- Your assignment:
Search the data for the string "format" and copy each line where it turns up.

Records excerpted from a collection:
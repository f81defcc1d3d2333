//! Runtime-wide paths, injected as an explicit value rather than exposed as
//! global constants so namespace construction and symlink publishing can be
//! exercised against a scratch directory in tests.
use std::path::{Path, PathBuf};

#[derive(Clone, Debug)]
pub struct RuntimePaths {
    /// Directory holding one pinned namespace file per live container.
    pub mnt_dir: PathBuf,
    /// Directory holding the published `container:binary` command symlinks.
    pub links_dir: PathBuf,
    /// Path to the INI configuration file.
    pub config_path: PathBuf,
    /// Absolute path to the installed executor binary; every published
    /// symlink points here.
    pub executor_path: PathBuf,
}

impl Default for RuntimePaths {
    fn default() -> Self {
        RuntimePaths {
            mnt_dir: PathBuf::from("/tmp/subsys"),
            links_dir: PathBuf::from("/usr/local/bin/subsys"),
            config_path: PathBuf::from("/etc/subsys.conf"),
            executor_path: PathBuf::from("/usr/local/sbin/executor"),
        }
    }
}

impl RuntimePaths {
    pub fn pinned_ns_path(&self, container: &str) -> PathBuf {
        self.mnt_dir.join(container)
    }

    pub fn symlink_path(&self, container: &str, bin_name: &str) -> PathBuf {
        self.links_dir.join(format!("{}:{}", container, bin_name))
    }
}

/// Splits a `container:binary` command name, as seen in argv[0] when the
/// executor is invoked through one of its published symlinks.
pub fn split_command_name(name: &str) -> Option<(&str, &str)> {
    let idx = name.find(':')?;
    let (container, rest) = name.split_at(idx);
    let binary = &rest[1..];
    if container.is_empty() || binary.is_empty() {
        None
    } else {
        Some((container, binary))
    }
}

pub fn basename(path: &Path) -> Option<&str> {
    path.file_name().and_then(|n| n.to_str())
}
//! Data structures for parsed benchmark records

use serde::{Deserialize, Serialize};

/// Key under which a trailing `-N` name suffix is recorded
pub const GOMAXPROCS_KEY: &str = "/gomaxprocs";

/// One parsed benchmark measurement line
#[derive(Debug, Clone, Serialize, Deserialize, PartialEq)]
pub struct Record {
    /// Full benchmark name as written (e.g. `BenchmarkX/size=100-8`)
    pub name: String,
    /// Label of the input this record was read from
    pub source: String,
    /// File configuration followed by name-derived configuration
    pub config: Vec<ConfigEntry>,
    /// Iteration count the measurements represent
    #[serde(rename = "iters")]
    pub iterations: u64,
    /// Measurements, at least one
    pub values: Vec<Value>,
}

/// A configuration key/value attached to a record
#[derive(Debug, Clone, Serialize, Deserialize, PartialEq, Eq)]
pub struct ConfigEntry {
    pub key: String,
    pub value: String,
    /// Set by a file configuration line rather than parsed from the name
    pub file: bool,
}

/// A single measurement
#[derive(Debug, Clone, Serialize, Deserialize, PartialEq)]
pub struct Value {
    /// Canonicalized value
    pub value: f64,
    /// Canonical unit
    pub unit: String,
    /// Value as written
    pub orig_value: f64,
    /// Unit as written
    pub orig_unit: String,
}

impl Record {
    /// Look up a configuration value by exact key.
    pub fn get(&self, key: &str) -> Option<&str> {
        self.config
            .iter()
            .find(|c| c.key == key)
            .map(|c| c.value.as_str())
    }

    /// Base name: the full name up to the first `/`, without a `-N` suffix.
    pub fn base_name(&self) -> &str {
        split_name(&self.name).0
    }
}

/// Split a full benchmark name into its base name and name-derived config.
///
/// `BenchmarkX/size=100/fast-8` yields `BenchmarkX` and
/// `[("/size", "100"), ("/2", "fast"), ("/gomaxprocs", "8")]`. Parts without
/// `=` are keyed by their 1-based position.
pub fn split_name(full: &str) -> (&str, Vec<(String, String)>) {
    let (rest, procs) = match full.rsplit_once('-') {
        Some((head, digits))
            if !head.is_empty()
                && !digits.is_empty()
                && digits.bytes().all(|b| b.is_ascii_digit()) =>
        {
            (head, Some(digits))
        }
        _ => (full, None),
    };

    let mut parts = rest.split('/');
    let base = parts.next().unwrap_or(rest);

    let mut keys: Vec<(String, String)> = parts
        .enumerate()
        .map(|(i, part)| match part.split_once('=') {
            Some((k, v)) => (format!("/{}", k), v.to_string()),
            None => (format!("/{}", i + 1), part.to_string()),
        })
        .collect();

    if let Some(procs) = procs {
        keys.push((GOMAXPROCS_KEY.to_string(), procs.to_string()));
    }

    (base, keys)
}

- Exercise output:
        self.links_dir.join(format!("{}:{}", container, bin_name))
            Some((k, v)) => (format!("/{}", k), v.to_string()),
            None => (format!("/{}", i + 1), part.to_string()),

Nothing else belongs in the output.